Thursday, May 22, 2008

# Posted 12:23 PM by Patrick Porter  

SO WHO WILL WIN? This election season has had so many false predictions. About a year ago, the argument was how much Hillary would beat Romney or Guliani by.

I had a pet-theory about the resilience of the American political establishment, which seemed to explain why a Gore could pummel a Bill Bradley, a Bush Jr. hammer a McCain, or a Hillary whack an Obama.

Too bad about the last case. On the other hand, Hillary has shown great resilience, and a willingness to say or do just about anything, posing as the earthed woman of the common folk while lending herself millions, portraying Obama who grew up on foodstamps as an aloof elitist.

Obama succeeded in mobilising not only a vast amount of money and active supporters, but attracted support from the elite and establishment echelons of the Democratic Party, in a way making himself part of the establishment.

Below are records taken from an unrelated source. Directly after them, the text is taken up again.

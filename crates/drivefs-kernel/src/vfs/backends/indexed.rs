//! Persistent driver over a flat key-value store.
//!
//! The store only offers get/set, so the hierarchy lives in an in-memory
//! file table (path → [`FileTableEntry`]) that is loaded on `init()` and
//! written back whole after every mutation. Directories are a derived view:
//! `readdir` is a parent-path match over the table keys.
//!
//! # Persisted layout
//!
//! ```text
//! filetable        JSON map of path → entry, in table order
//! record:<uuid>    content of one non-empty file
//! ```
//!
//! Content is stored before a table entry references it, and a table entry
//! is dropped (and flushed) before its content is deleted. Interrupting
//! either sequence can leave an unreferenced record, which the orphan sweep
//! in `init()` removes, but never an entry without content.
//!
//! # Locking
//!
//! Lock order is lifecycle gate → tree lock → path locks. File operations
//! hold the tree lock shared plus their own path locks; directory-scoped
//! operations (`rmdir`, `cpdir`, `mvdir`) hold the tree lock exclusively.
//! Parking-lot locks on the table are never held across an `.await`.

use async_trait::async_trait;
use indexmap::IndexMap;
use parking_lot::{Mutex, RwLock};
use std::collections::HashSet;
use std::future::Future;
use tokio::sync::{RwLockReadGuard, RwLockWriteGuard};
use tracing::{debug, info, warn};

use super::store::KvStore;
use crate::vfs::error::{BatchOutcome, FsError, FsResult};
use crate::vfs::lifecycle::{DriverState, Lifecycle, OpGuard};
use crate::vfs::locks::{PathGuard, PathLocks};
use crate::vfs::ops::FileSystemDriver;
use crate::vfs::path::{self, depth, is_within, normalize, parent_path, rebase};
use crate::vfs::types::{DriverKind, EntryType, FileTableEntry, Filetype, Stat, Usage};

/// Store key of the serialized file table.
pub const TABLE_KEY: &str = "filetable";

/// Prefix of content record keys.
pub const RECORD_PREFIX: &str = "record:";

/// Path → entry, in insertion order.
pub type FileTable = IndexMap<String, FileTableEntry>;

fn record_key(record_id: &str) -> String {
    format!("{RECORD_PREFIX}{record_id}")
}

fn new_record_id() -> String {
    uuid::Uuid::new_v4().to_string()
}

pub(crate) fn fresh_table() -> FileTable {
    let mut table = FileTable::new();
    table.insert("/".to_string(), FileTableEntry::directory());
    table
}

/// Driver options.
#[derive(Debug, Clone)]
pub struct IndexedOptions {
    /// `readdir` ordering: `true` sorts names lexicographically (byte order),
    /// `false` keeps table insertion order.
    pub sort_entries: bool,
    /// Reject every mutation.
    pub read_only: bool,
}

impl Default for IndexedOptions {
    fn default() -> Self {
        Self {
            sort_entries: true,
            read_only: false,
        }
    }
}

#[derive(Debug, Default)]
struct SyncState {
    paused: bool,
    dirty: bool,
}

/// Held by file operations.
struct FileOp<'a> {
    _paths: PathGuard<'a>,
    _tree: RwLockReadGuard<'a, ()>,
    _op: OpGuard<'a>,
}

/// Held by directory-scoped operations.
struct TreeOp<'a> {
    _tree: RwLockWriteGuard<'a, ()>,
    _op: OpGuard<'a>,
}

/// Persistent driver: in-memory file table mirrored to a [`KvStore`].
pub struct IndexedFileSystem<S> {
    prefix: String,
    store: S,
    options: IndexedOptions,
    lifecycle: Lifecycle,
    table: RwLock<FileTable>,
    sync: Mutex<SyncState>,
    flush_lock: tokio::sync::Mutex<()>,
    tree: tokio::sync::RwLock<()>,
    locks: PathLocks,
}

impl<S> std::fmt::Debug for IndexedFileSystem<S> {
    fn fmt(&self, f: &mut std::fmt::Formatter<'_>) -> std::fmt::Result {
        f.debug_struct("IndexedFileSystem")
            .field("prefix", &self.prefix)
            .field("state", &self.lifecycle.state())
            .field("entries", &self.table.read().len())
            .finish()
    }
}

So where from here? Consider some countervailing trends:

First, the Republicans seem tired. As Dan Schnur notes:

It’s hard to remember what an unknown quantity George W. Bush was to Republican true believers in 1999, what with his lineage, his history of working with Democrats in Texas and his fondness for talking about compassionate conservatism.

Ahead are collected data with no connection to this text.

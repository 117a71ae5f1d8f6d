//! Durable key-value store on SQLite, and the local-storage drive built on it.
//!
//! One database file can host several drives: every key lives in a
//! namespace (the drive prefix), much like one browser origin's local
//! storage holds the tables of every drive it mounted.

use async_trait::async_trait;
use parking_lot::Mutex;
use rusqlite::{Connection, OptionalExtension, params};
use std::path::Path;
use std::sync::Arc;

use super::indexed::{IndexedFileSystem, IndexedOptions};
use super::store::KvStore;
use crate::vfs::error::{FsError, FsResult};
use crate::vfs::path::normalize_prefix;

const SCHEMA: &str = r#"
CREATE TABLE IF NOT EXISTS kv (
    namespace TEXT NOT NULL,
    key TEXT NOT NULL,
    value BLOB NOT NULL,
    PRIMARY KEY (namespace, key)
);
"#;

/// SQLite-backed key-value store.
///
/// rusqlite is blocking, so every call hops onto the blocking pool.
#[derive(Clone)]
pub struct SqliteStore {
    conn: Arc<Mutex<Option<Connection>>>,
    namespace: String,
}

impl std::fmt::Debug for SqliteStore {
    fn fmt(&self, f: &mut std::fmt::Formatter<'_>) -> std::fmt::Result {
        f.debug_struct("SqliteStore")
            .field("namespace", &self.namespace)
            .finish()
    }
}

impl SqliteStore {
    /// Open or create a database at the given path.
    pub fn open(path: impl AsRef<Path>, namespace: impl Into<String>) -> FsResult<Self> {
        let conn = Connection::open(path)?;
        Self::from_connection(conn, namespace)
    }

    /// Create an in-memory database (for testing).
    pub fn in_memory(namespace: impl Into<String>) -> FsResult<Self> {
        let conn = Connection::open_in_memory()?;
        Self::from_connection(conn, namespace)
    }

    fn from_connection(conn: Connection, namespace: impl Into<String>) -> FsResult<Self> {
        conn.execute_batch(SCHEMA)?;
        Ok(Self {
            conn: Arc::new(Mutex::new(Some(conn))),
            namespace: namespace.into(),
        })
    }

    pub fn namespace(&self) -> &str {
        &self.namespace
    }

    /// Run `f` against the connection on the blocking pool.
    async fn with_conn<T, F>(&self, f: F) -> FsResult<T>
    where
        T: Send + 'static,
        F: FnOnce(&Connection, &str) -> rusqlite::Result<T> + Send + 'static,
    {
        let conn = Arc::clone(&self.conn);
        let namespace = self.namespace.clone();
        tokio::task::spawn_blocking(move || {
            let guard = conn.lock();
            let conn = guard
                .as_ref()
                .ok_or_else(|| FsError::closed(format!("store {namespace}")))?;
            f(conn, &namespace).map_err(FsError::from)
        })
        .await?
    }
}

#[async_trait]
impl KvStore for SqliteStore {
    async fn get_item(&self, key: &str) -> FsResult<Option<Vec<u8>>> {
        let key = key.to_string();
        self.with_conn(move |conn, ns| {
            conn.query_row(
                "SELECT value FROM kv WHERE namespace = ?1 AND key = ?2",
                params![ns, key],
                |row| row.get(0),
            )
            .optional()
        })
        .await
    }

    async fn set_item(&self, key: &str, value: &[u8]) -> FsResult<()> {
        let key = key.to_string();
        let value = value.to_vec();
        self.with_conn(move |conn, ns| {
            conn.execute(
                "INSERT INTO kv (namespace, key, value) VALUES (?1, ?2, ?3)
                 ON CONFLICT(namespace, key) DO UPDATE SET value = excluded.value",
                params![ns, key, value],
            )
            .map(|_| ())
        })
        .await
    }

    async fn remove_item(&self, key: &str) -> FsResult<()> {
        let key = key.to_string();
        self.with_conn(move |conn, ns| {
            conn.execute(
                "DELETE FROM kv WHERE namespace = ?1 AND key = ?2",
                params![ns, key],
            )
            .map(|_| ())
        })
        .await
    }

    async fn keys(&self) -> FsResult<Vec<String>> {
        self.with_conn(|conn, ns| {
            let mut stmt = conn.prepare("SELECT key FROM kv WHERE namespace = ?1")?;
            let keys = stmt
                .query_map(params![ns], |row| row.get::<_, String>(0))?
                .collect::<rusqlite::Result<Vec<String>>>()?;
            Ok(keys)
        })
        .await
    }

    async fn close(&self) -> FsResult<()> {
        // Other handles sharing the connection keep it alive.
        if Arc::strong_count(&self.conn) == 1 {
            self.conn.lock().take();
        }
        Ok(())
    }
}

/// Persistent-driver semantics over a durable SQLite store.
pub type LocalStorageFileSystem = IndexedFileSystem<SqliteStore>;

impl IndexedFileSystem<SqliteStore> {
    /// Open a local-storage drive in the database at `db_path`, namespaced by
    /// the lower-cased prefix.
    pub fn open(prefix: impl Into<String>, db_path: impl AsRef<Path>) -> FsResult<Self> {
        let prefix: String = prefix.into();
        let prefix = normalize_prefix(&prefix)?;
        let store = SqliteStore::open(db_path, prefix.clone())?;
        Ok(Self::with_store(prefix, store, IndexedOptions::default()))
    }

    /// Local-storage drive on an in-memory database.
    pub fn in_memory(prefix: impl Into<String>) -> FsResult<Self> {
        let prefix: String = prefix.into();
        let prefix = normalize_prefix(&prefix)?;
        let store = SqliteStore::in_memory(prefix.clone())?;
        Ok(Self::with_store(prefix, store, IndexedOptions::default()))
    }
}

But after years of watching congressional Republicans play Wile E. Coyote to Bill Clinton’s Road Runner, the G.O.P. faithful were hungry again. So they took a flyer on the scion of the Bush they had turned away from less than a decade earlier.

As for the Democrats, eight years of power took the edge off their hunger to a point where just enough of them decided that Al Gore wasn’t sufficiently liberal and that the luxury of a vote for Ralph Nader was an indulgence they could afford.

(hat-tip, Mark Meredith!)

The Republicans have been smart enough to pick the one candidate with the ability to stand as a critically independent man who is most certainly not George Bush Junior in new clothes.

But this may not be enough. There seems to be a broad, continual revolt underway against Republican misrule. Even McCain may not be able to distance himself from Bush and Bush's legacy sufficiently to counter this angry force. He also has the hard task of balancing his 'reach across the aisle' moderation with his tendency to coddle elements of the hard-core Christian right at times.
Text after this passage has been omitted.